Lung cancer is the leading cause of cancer death among both men and women in the United States, making up almost 25% of all cancer deaths. Now, researchers have developed a finely tuned molecular agent, based on the molecule glutathione, that can target lung and other cancer cells for imaging and treatment. They describe a photoacoustic imaging-based companion diagnostic for the selective detection of elevated glutathione (GSH) in a lung cancer model as well as in live mice.

This work is published in Nature Chemistry in the paper, “Photoacoustic imaging of elevated glutathione in models of lung cancer for companion diagnostic applications.”

Glutathione is abundant in most cells. Because of its ubiquity it has not been a good target for treatments such as chemotherapy. The team worked around this by adopting a physical organic chemistry approach to precisely tune the reactivity to distinguish between normal and pathological states.

“One of the biggest issues with developing diagnostic tools or targeted drugs is off-target effects,” said Jefferson Chan, PhD, associate professor of chemistry at the University of Illinois Urbana-Champaign, who conducted the study with graduate student Melissa Lucero. “When you give a patient a chemotherapeutic, it’s kind of an arms race: You’re killing the cancer cells, but you’re also killing the rest of the body because so many things are similar. We used a unique chemistry approach to tune the reactivity of our molecule, so that we’re targeting what would typically be considered a bad biomarker.”

The researchers tuned the dynamic range of the molecule so that it would not react to glutathione under healthy conditions but would react with the excess glutathione made by cancer cells. They paired their targeting molecule with an agent for photoacoustic imaging, so that they could see where it was reacting and verify that it was targeting the lung cancer. The imaging agent responds to light and gives off an acoustic signal that can be picked up by an ultrasound transducer.

“It’s a light-in, sound-out technique. It has a lot of advantages over traditional medical imaging. This imaging is powerful because of its resolution, its safety profile, and its ability to interact with these designer molecules that tell us so much information at the molecular level,” Chan said. “There are hand-held and laparoscopic light devices that seamlessly integrate with ultrasound machines in hospitals, so we know when we develop molecules like this there are clinical applications.”

The system distinguished between healthy and cancerous cells. To gauge the diagnostic potential, a blind study in live mice was performed using the photoacoustic probe to identify which mice in a cohort had lung cancer tumors.
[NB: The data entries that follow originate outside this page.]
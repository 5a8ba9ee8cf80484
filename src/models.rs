//! Task, result, message and event models.
//!
//! These are the values the orchestration layer hands to the backend and
//! gets back from it. Their wire form is owned by the
//! [`Serializer`](crate::Serializer); the backend itself only reads the
//! fields that drive routing and delivery.

use chrono::{DateTime, Utc};
use serde::{Deserialize, Serialize};
use serde_json::{Map, Value};
use std::time::Duration;
use uuid::Uuid;

use crate::{ResultQueueMode, TaskId};

/// Well-known keys of [`TaskData::extra`].
pub mod keys {
    /// Id of the backend that submitted the task.
    pub const BACKEND_ID: &str = "backend:id";
    /// Graph the task belongs to.
    pub const GRAPH_ID: &str = "graph:id";
    /// Set on the graph task itself.
    pub const GRAPH_GRAPH: &str = "graph:graph";
    /// Result queue mode chosen at submission.
    pub const RESULTS_QUEUE_MODE: &str = "amqp:results_queue_mode";
    /// Reply address recorded by the consuming worker.
    pub const REPLY_TO: &str = "amqp:reply_to";
    /// Durability override for the per-task result queue.
    pub const RESULT_QUEUE_DURABLE: &str = "amqp:result_queue_durable";
}

/// Submission parameters of one task.
#[derive(Debug, Clone, PartialEq, Serialize, Deserialize)]
pub struct TaskData {
    // ---
    pub task_id: TaskId,

    /// Destination queue, also the routing key on the tasks exchange.
    pub queue: String,

    #[serde(default)]
    pub priority: u8,

    /// Task message expiry.
    #[serde(default)]
    pub ttl: Option<Duration>,

    /// Result message expiry.
    #[serde(default)]
    pub result_ttl: Option<Duration>,

    #[serde(default)]
    pub result_return: bool,

    #[serde(default)]
    pub ack_late: bool,

    /// Backend hints, see [`keys`].
    #[serde(default)]
    pub extra: Map<String, Value>,
}

impl TaskData {
    pub fn new(queue: impl Into<String>) -> Self {
        Self {
            task_id: TaskId::generate(),
            queue: queue.into(),
            priority: 0,
            ttl: None,
            result_ttl: None,
            result_return: true,
            ack_late: false,
            extra: Map::new(),
        }
    }

    pub fn extra_str(&self, key: &str) -> Option<&str> {
        self.extra.get(key).and_then(Value::as_str)
    }

    pub fn extra_bool(&self, key: &str) -> Option<bool> {
        self.extra.get(key).and_then(Value::as_bool)
    }

    /// Result queue mode stamped on the task, or `default`.
    ///
    /// An unrecognised value falls back to `default` as well.
    pub fn results_queue_mode(&self, default: ResultQueueMode) -> ResultQueueMode {
        // ---
        self.extra
            .get(keys::RESULTS_QUEUE_MODE)
            .and_then(|v| serde_json::from_value(v.clone()).ok())
            .unwrap_or(default)
    }

    pub fn set_results_queue_mode(&mut self, mode: ResultQueueMode) {
        // ---
        let value = serde_json::to_value(mode).unwrap_or(Value::Null);
        self.extra.insert(keys::RESULTS_QUEUE_MODE.into(), value);
    }

    /// True when the task takes part in a graph.
    pub fn is_graph(&self) -> bool {
        self.extra.contains_key(keys::GRAPH_ID) || self.extra.contains_key(keys::GRAPH_GRAPH)
    }
}

/// A task ready to be sent or executed.
#[derive(Debug, Clone, PartialEq, Serialize, Deserialize)]
pub struct TaskInstance {
    // ---
    pub task_name: String,

    /// Handler produces a stream of results rather than one.
    #[serde(default)]
    pub streaming: bool,

    #[serde(default)]
    pub args: Value,

    pub data: TaskData,
}

impl TaskInstance {
    pub fn new(task_name: impl Into<String>, queue: impl Into<String>) -> Self {
        Self {
            task_name: task_name.into(),
            streaming: false,
            args: Value::Null,
            data: TaskData::new(queue),
        }
    }

    pub fn with_args(mut self, args: Value) -> Self {
        self.args = args;
        self
    }

    pub fn task_id(&self) -> TaskId {
        self.data.task_id
    }

    /// True when the task yields several results terminated by a closed marker.
    pub fn is_stream(&self) -> bool {
        self.streaming || self.data.is_graph()
    }
}

/// Kind of a task-level error.
#[derive(Debug, Clone, Copy, PartialEq, Eq, Serialize, Deserialize)]
#[serde(rename_all = "snake_case")]
pub enum TaskErrorKind {
    /// End of a result stream.
    Closed,
    /// Handler failure, delivered to the caller like any other result.
    Failed,
}

#[derive(Debug, Clone, PartialEq, Serialize, Deserialize)]
pub struct TaskError {
    pub kind: TaskErrorKind,
    #[serde(default)]
    pub message: String,
}

/// One result of a task.
#[derive(Debug, Clone, PartialEq, Serialize, Deserialize, Default)]
pub struct TaskResult {
    // ---
    #[serde(default)]
    pub res: Option<Value>,

    #[serde(default)]
    pub exc: Option<TaskError>,

    /// `(sequence id, index)` for results of a stream.
    #[serde(default)]
    pub idx: Option<(String, u64)>,
}

impl TaskResult {
    pub fn ok(res: Value) -> Self {
        Self {
            res: Some(res),
            ..Self::default()
        }
    }

    pub fn failed(message: impl Into<String>) -> Self {
        Self {
            exc: Some(TaskError {
                kind: TaskErrorKind::Failed,
                message: message.into(),
            }),
            ..Self::default()
        }
    }

    /// End-of-stream marker.
    pub fn closed(idx: Option<(String, u64)>) -> Self {
        Self {
            res: None,
            exc: Some(TaskError {
                kind: TaskErrorKind::Closed,
                message: String::new(),
            }),
            idx,
        }
    }

    pub fn with_idx(mut self, seq: impl Into<String>, index: u64) -> Self {
        self.idx = Some((seq.into(), index));
        self
    }

    pub fn is_closed(&self) -> bool {
        matches!(&self.exc, Some(e) if e.kind == TaskErrorKind::Closed)
    }
}

/// An ad hoc message published to an arbitrary exchange.
#[derive(Debug, Clone, PartialEq)]
pub struct Message {
    // ---
    pub message_id: Uuid,
    pub exchange: String,
    pub data: Value,
    pub priority: Option<u8>,
    pub ttl: Option<Duration>,

    /// Consumer acknowledges only after the handler completes.
    pub ack_late: bool,
}

impl Message {
    pub fn new(exchange: impl Into<String>, data: Value) -> Self {
        Self {
            message_id: Uuid::new_v4(),
            exchange: exchange.into(),
            data,
            priority: None,
            ttl: None,
            ack_late: false,
        }
    }
}

/// A fire-and-forget notification.
#[derive(Debug, Clone, PartialEq, Serialize, Deserialize)]
pub struct Event {
    // ---
    pub event_id: Uuid,
    pub event_type: String,
    pub dt: DateTime<Utc>,
    #[serde(default)]
    pub ttl: Option<Duration>,
    #[serde(default)]
    pub data: Value,
}

impl Event {
    pub fn new(event_type: impl Into<String>, data: Value) -> Self {
        Self {
            event_id: Uuid::new_v4(),
            event_type: event_type.into(),
            dt: Utc::now(),
            ttl: None,
            data,
        }
    }
}

#[cfg(test)]
mod tests {
    // ---
    use super::*;
    use serde_json::json;

    #[test]
    fn test_results_queue_mode_override() {
        // ---
        let mut task = TaskInstance::new("add", "math");
        assert_eq!(
            task.data.results_queue_mode(ResultQueueMode::Common),
            ResultQueueMode::Common
        );

        task.data.set_results_queue_mode(ResultQueueMode::Separate);
        assert_eq!(
            task.data.extra_str(keys::RESULTS_QUEUE_MODE),
            Some("separate")
        );
        assert_eq!(
            task.data.results_queue_mode(ResultQueueMode::Common),
            ResultQueueMode::Separate
        );

        task.data
            .extra
            .insert(keys::RESULTS_QUEUE_MODE.into(), json!("bogus"));
        assert_eq!(
            task.data.results_queue_mode(ResultQueueMode::DirectReplyTo),
            ResultQueueMode::DirectReplyTo
        );
    }

    #[test]
    fn test_stream_detection() {
        // ---
        let mut task = TaskInstance::new("gen", "q");
        assert!(!task.is_stream());

        task.streaming = true;
        assert!(task.is_stream());

        let mut task = TaskInstance::new("step", "q");
        task.data.extra.insert(keys::GRAPH_ID.into(), json!("g1"));
        assert!(task.data.is_graph());
        assert!(task.is_stream());
    }

    #[test]
    fn test_closed_marker() {
        // ---
        let closed = TaskResult::closed(Some(("s".into(), 3)));
        assert!(closed.is_closed());
        assert!(!TaskResult::ok(json!(1)).is_closed());
        assert!(!TaskResult::failed("boom").is_closed());
    }
}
This study marks the first time that photoacoustic imaging has been successfully applied in lung tissue, Lucero said.

Then, the researchers explored whether their targeted approach could be used to deliver treatment directly to the site of cancer cells, which would eliminate the biggest drawback of chemotherapy and other cancer treatments: toxicity to the whole body.

They created a prodrug, PARx, that combines their targeted imaging probe with a powerful chemotherapy drug and tested it in the mice. They found that PARx inhibited tumor growth, without the mice displaying signs or symptoms of off-target toxic effects such as weight loss or liver damage. In contrast, a group of mice that received a control instead of the drug had significant tumor growth over the three-week treatment course.

“We found we could use high doses or frequent doses of the drug with no off-target effects,” Lucero said. “Then we did some more experiments in other clinically relevant mouse models, finding and treating cancer that had metastasized to the liver as well as primary tumors, which shows the potential for broad application of this approach.”

Next, the researchers are working to improve the selectivity and detection capabilities even further so that they can detect micro-metastases, or tiny clusters where the cancer has spread, anywhere in the body. They are also looking to apply their approach to other biomarkers, creating fine-tuned targeting molecules for other cancers.

“When you’re targeting a disease like lung cancer, something that’s a death sentence for a lot of people, you know it should be possible to diagnose it at an early stage, before symptoms manifest, by simply going after the right biomarker,” Chan said. “Now we have the first steps to be able to diagnose it, and also there’s hope for treatment, because by using chemistry, we can counter the toxicity of these drugs and actually make them safe for general application.”